Brisera-t-elle ses chaînes?

«Bien sûr que c'est un film féministe», dit à l'AFP Keren Yedaya, dont le premier long métrage Mon trésor avait reçu la Caméra d'or en 2004.

Mais pas question d'y voir particulièrement un reflet de la situation des femmes en Israël: «L'inceste, le viol, les femmes battues ou la prostitution, cela existe n'importe où», affirme-t-elle.

Le cinéma israélien en forme

«Oui, bien sûr, il y a de l'amour aussi, mais ce n'est pas une histoire d'amour. Ce qui est important, c'est de parler de l'amour que portent les enfants envers leurs parents qui les violent ou les battent. C'est pour cela que c'est si dur pour eux de s'enfuir ou de porter plainte».

«Tami est troublée. Elle pense que c'est de sa faute», souligne la réalisatrice israélienne, l'une des cinq à présenter une oeuvre à Cannes.
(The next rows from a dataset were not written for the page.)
// envkit: Typed access to environment variables
//
// SPDX-FileCopyrightText: 2026 Romeo Ahmed
// SPDX-License-Identifier: GPL-3.0-or-later

//! Configuration loading from multiple sources.
//!
//! # Loader Pipeline
//!
//! ```text
//! ConfigLoader::new()
//!   .add_toml_file(req)
//!   .add_toml_file_optional(opt)
//!   .add_toml_str()
//!   .with_env_prefix() / .with_env_source()
//!   .set()
//!        |
//!        v
//!    build() --> Config
//! ```
//!
//! Prefixed variables are read through an [`Environment`], not straight from
//! the process table, so tests can supply their own.

use std::path::Path;

use anyhow::Context;

use super::Config;
use crate::environment::Environment;
use crate::environment::backing::Backing;
use crate::error::Result;

/// Builder for loading configuration from multiple sources.
pub struct ConfigLoader {
    builder: config::ConfigBuilder<config::builder::DefaultState>,
    env_source: Option<(String, config::Map<String, String>)>,
}

impl ConfigLoader {
    #[must_use]
    pub fn new() -> Self {
        Self {
            builder: config::Config::builder(),
            env_source: None,
        }
    }

    /// Adds a TOML configuration file to the loader.
    ///
    /// The file will be read when `build()` is called. If the file doesn't exist
    /// or contains invalid TOML, `build()` will return an error.
    #[must_use]
    pub fn add_toml_file<P: AsRef<Path>>(mut self, path: P) -> Self {
        use config::{File, FileFormat};
        self.builder = self
            .builder
            .add_source(File::from(path.as_ref()).format(FileFormat::Toml).required(true));
        self
    }

    #[must_use]
    pub fn add_toml_file_optional<P: AsRef<Path>>(mut self, path: P) -> Self {
        use config::{File, FileFormat};
        self.builder = self
            .builder
            .add_source(File::from(path.as_ref()).format(FileFormat::Toml).required(false));
        self
    }

    #[must_use]
    pub fn add_toml_str(mut self, content: &str) -> Self {
        use config::{File, FileFormat};
        self.builder = self
            .builder
            .add_source(File::from_str(content, FileFormat::Toml));
        self
    }

    /// Reads `{prefix}_*` overrides from the process-wide environment.
    #[must_use]
    pub fn with_env_prefix(self, prefix: &str) -> Self {
        self.with_env_source(prefix, crate::environment::env())
    }

    /// Reads `{prefix}_*` overrides from `env`.
    ///
    /// Sections and keys are separated by `__`, e.g. `ENVKIT_LOG__LEVEL`.
    #[must_use]
    pub fn with_env_source<B: Backing>(mut self, prefix: &str, env: &Environment<B>) -> Self {
        let vars = env
            .prefix_with(&format!("{prefix}_"), false)
            .into_iter()
            .collect();
        self.env_source = Some((prefix.to_string(), vars));
        self
    }

    /// Sets a configuration override.
    ///
    /// # Errors
    ///
    /// Returns an error if the key is invalid or if the value cannot be converted
    /// to a configuration value.
    pub fn set<T: Into<config::Value>>(mut self, key: &str, value: T) -> Result<Self> {
        self.builder = self
            .builder
            .set_override(key, value)
            .map_err(|e| anyhow::anyhow!("Config error: {e}"))?;
        Ok(self)
    }

    /// Builds the configuration from all added sources.
    ///
    /// # Errors
    ///
    /// Returns an error if:
    /// - Required configuration files are missing.
    /// - Configuration files have invalid TOML syntax.
    /// - Prefixed environment variables cannot be parsed.
    /// - The merged configuration has unknown keys or wrongly typed values.
    pub fn build(self) -> Result<Config> {
        let builder = match self.env_source {
            Some((prefix, vars)) => {
                tracing::debug!(prefix = %prefix, count = vars.len(), "loading config overrides from environment");
                self.builder.add_source(
                    config::Environment::with_prefix(&prefix)
                        .prefix_separator("_")
                        .separator("__")
                        .try_parsing(true)
                        .source(Some(vars)),
                )
            }
            None => self.builder,
        };
        let cfg = builder.build().context("failed to load configuration")?;
        let config: Config = cfg
            .try_deserialize()
            .context("invalid configuration")?;
        Ok(config)
    }
}

impl Default for ConfigLoader {
    fn default() -> Self {
        Self::new()
    }
}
Deux autres films israéliens figurent dans «la Semaine de la critique»: Self Made de Shira Geffen - l'histoire de deux femmes, l'une Israélienne l'autre Palestinienne, qui «échangent leurs vies» à un checkpoint - et hors compétition L'institutrice de Nadav Lapid, son deuxième film après Policeman.

Enfin, Gett, le procès de Viviane Amsalem, écrit et réalisé par l'actrice Ronit Elkabetz, star en Israël, et son frère cadet Shlomi, ainsi que Next to Her d'Assaf Korman seront présentés à la Quinzaine des réalisateurs, autre section parallèle au Festival.

«Le cinéma israélien se porte bien depuis les années 2000, dit Keren Yedaya, quand le gouvernement israélien a décidé de donner plus d'argent. Quand on a plus de films, certains sont forcément bons».

Elle prépare déjà son prochain film, «une bande de femmes qui casse du méchant... à mi-chemin entre du cinéma d'auteur et de la série B trash».

Elle le tournera avec son mari, le réalisateur Meni Yaesh, Grand prix de la Semaine de la critique pour Les voisins de Dieux (2012).